ABOUT THIS EXERCISE: Since only the total matters, count the lines of these entries containing the word "await" and write that total alone.

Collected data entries
┄┄┄┄┄┄┄┄┄┄

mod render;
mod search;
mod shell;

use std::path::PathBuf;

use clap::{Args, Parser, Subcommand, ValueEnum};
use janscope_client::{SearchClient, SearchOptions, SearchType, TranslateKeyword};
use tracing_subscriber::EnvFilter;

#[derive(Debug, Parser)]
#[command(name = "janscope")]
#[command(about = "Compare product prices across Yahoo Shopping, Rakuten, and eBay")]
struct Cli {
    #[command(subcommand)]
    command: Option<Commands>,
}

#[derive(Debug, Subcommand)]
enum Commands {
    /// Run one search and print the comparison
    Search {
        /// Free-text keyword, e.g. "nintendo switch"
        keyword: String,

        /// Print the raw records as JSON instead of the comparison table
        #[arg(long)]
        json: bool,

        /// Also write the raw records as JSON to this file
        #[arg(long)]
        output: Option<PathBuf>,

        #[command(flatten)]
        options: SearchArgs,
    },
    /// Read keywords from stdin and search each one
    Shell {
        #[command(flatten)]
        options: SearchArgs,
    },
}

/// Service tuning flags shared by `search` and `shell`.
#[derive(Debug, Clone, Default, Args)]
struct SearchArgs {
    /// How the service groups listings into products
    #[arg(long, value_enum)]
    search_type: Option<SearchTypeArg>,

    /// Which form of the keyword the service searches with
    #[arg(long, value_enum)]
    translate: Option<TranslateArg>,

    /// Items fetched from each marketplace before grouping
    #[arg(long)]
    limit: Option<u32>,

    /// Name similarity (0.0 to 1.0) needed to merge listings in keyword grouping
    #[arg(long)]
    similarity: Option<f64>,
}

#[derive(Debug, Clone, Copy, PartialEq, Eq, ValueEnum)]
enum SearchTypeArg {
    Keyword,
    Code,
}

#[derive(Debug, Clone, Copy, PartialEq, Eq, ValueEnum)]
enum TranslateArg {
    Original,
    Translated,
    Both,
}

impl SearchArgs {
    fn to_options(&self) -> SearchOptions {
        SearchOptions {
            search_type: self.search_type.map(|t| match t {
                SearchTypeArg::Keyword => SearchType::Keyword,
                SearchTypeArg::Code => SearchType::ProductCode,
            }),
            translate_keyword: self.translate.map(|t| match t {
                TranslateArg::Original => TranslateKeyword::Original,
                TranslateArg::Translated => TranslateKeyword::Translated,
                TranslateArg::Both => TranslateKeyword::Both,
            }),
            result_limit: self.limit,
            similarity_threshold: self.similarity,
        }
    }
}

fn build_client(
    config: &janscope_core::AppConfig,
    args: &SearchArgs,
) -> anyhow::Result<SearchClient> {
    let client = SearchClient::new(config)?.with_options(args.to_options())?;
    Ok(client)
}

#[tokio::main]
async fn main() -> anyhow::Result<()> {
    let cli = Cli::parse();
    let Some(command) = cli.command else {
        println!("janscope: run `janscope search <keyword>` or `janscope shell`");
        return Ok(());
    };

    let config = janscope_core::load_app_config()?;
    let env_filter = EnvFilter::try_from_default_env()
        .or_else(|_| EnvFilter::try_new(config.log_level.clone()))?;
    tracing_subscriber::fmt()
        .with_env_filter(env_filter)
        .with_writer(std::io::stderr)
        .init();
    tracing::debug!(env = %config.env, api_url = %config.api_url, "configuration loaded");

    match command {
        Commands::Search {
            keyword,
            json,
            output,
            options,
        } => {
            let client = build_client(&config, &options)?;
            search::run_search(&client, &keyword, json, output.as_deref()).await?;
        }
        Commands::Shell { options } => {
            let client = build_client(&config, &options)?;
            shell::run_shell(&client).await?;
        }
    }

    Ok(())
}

┄┄┄┄┄┄┄┄┄┄

EXERCISE RESULT: 2